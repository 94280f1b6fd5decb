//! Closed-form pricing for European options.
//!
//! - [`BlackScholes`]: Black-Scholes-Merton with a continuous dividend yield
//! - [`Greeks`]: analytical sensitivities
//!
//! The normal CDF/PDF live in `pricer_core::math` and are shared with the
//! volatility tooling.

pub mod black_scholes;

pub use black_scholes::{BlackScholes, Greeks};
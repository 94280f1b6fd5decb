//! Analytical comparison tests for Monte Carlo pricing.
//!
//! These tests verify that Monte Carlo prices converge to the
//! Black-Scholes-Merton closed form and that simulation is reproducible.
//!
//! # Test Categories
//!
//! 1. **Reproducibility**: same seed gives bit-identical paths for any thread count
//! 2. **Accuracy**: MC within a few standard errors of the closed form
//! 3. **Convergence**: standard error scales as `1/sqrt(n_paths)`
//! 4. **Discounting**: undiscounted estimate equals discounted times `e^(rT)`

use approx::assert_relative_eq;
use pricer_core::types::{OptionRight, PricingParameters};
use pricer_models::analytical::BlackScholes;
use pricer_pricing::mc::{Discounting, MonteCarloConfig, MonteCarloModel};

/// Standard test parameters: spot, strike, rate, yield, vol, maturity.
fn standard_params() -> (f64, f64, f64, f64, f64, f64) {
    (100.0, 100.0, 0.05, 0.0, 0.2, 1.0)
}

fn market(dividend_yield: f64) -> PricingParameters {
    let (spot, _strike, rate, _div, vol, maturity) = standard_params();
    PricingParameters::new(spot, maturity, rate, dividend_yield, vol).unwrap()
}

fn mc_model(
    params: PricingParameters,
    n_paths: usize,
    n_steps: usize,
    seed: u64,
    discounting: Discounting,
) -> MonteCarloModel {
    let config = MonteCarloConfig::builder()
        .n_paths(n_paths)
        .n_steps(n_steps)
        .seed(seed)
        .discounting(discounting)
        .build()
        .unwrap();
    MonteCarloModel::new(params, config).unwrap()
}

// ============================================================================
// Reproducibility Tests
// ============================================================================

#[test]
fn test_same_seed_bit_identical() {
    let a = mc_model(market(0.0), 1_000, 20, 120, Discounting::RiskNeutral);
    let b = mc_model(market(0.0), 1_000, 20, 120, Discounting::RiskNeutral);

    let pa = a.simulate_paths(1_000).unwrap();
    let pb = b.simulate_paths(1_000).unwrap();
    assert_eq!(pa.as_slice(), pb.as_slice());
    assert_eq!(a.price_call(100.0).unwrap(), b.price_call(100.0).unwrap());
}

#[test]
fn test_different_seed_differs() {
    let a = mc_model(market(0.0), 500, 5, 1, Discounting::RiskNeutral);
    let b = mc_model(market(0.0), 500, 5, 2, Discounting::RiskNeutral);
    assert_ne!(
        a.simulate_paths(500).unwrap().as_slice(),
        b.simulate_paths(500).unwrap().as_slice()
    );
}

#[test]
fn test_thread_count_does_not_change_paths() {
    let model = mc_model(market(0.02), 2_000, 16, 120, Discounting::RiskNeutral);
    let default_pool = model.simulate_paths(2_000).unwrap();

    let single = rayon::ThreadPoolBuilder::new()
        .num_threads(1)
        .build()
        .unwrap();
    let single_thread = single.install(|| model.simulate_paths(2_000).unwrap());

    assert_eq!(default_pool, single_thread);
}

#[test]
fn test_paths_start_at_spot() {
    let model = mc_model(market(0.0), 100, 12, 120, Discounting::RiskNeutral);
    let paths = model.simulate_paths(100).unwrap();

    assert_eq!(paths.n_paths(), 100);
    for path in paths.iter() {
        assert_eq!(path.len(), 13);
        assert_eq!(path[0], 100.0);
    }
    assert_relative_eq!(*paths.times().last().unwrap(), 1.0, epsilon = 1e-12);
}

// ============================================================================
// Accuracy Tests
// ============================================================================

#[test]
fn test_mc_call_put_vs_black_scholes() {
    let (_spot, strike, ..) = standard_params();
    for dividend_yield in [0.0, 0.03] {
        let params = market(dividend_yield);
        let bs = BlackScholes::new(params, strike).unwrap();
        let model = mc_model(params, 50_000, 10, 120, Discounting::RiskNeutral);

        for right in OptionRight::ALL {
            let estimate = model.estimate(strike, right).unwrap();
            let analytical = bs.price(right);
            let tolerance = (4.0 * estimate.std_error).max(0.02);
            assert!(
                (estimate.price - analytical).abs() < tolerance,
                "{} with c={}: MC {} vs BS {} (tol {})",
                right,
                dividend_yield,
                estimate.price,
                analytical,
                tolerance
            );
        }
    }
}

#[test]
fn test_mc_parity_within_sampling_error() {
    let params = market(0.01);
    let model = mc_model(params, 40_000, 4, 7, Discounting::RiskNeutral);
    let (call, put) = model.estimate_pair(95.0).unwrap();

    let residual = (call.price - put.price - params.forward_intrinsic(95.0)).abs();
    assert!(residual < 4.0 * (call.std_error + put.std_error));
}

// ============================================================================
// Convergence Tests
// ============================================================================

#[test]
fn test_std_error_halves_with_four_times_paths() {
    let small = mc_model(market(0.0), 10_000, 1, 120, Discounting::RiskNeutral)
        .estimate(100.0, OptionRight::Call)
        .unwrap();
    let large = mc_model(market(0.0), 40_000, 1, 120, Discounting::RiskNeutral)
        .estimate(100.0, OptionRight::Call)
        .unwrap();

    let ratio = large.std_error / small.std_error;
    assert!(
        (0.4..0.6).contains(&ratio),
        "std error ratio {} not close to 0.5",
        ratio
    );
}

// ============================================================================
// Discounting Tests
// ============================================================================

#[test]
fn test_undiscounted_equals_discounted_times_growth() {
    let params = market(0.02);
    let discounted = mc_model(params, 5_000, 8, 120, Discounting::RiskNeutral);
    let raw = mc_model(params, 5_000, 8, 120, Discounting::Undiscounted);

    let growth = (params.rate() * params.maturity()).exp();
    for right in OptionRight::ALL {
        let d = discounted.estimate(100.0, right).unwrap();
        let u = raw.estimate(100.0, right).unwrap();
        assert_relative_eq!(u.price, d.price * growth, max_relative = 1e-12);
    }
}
· · · · · · ·
§ Assignment
If a line above holds the string "small", return it as it stands.

§ Response for this exercise
    let small = mc_model(market(0.0), 10_000, 1, 120, Discounting::RiskNeutral)
    let ratio = large.std_error / small.std_error;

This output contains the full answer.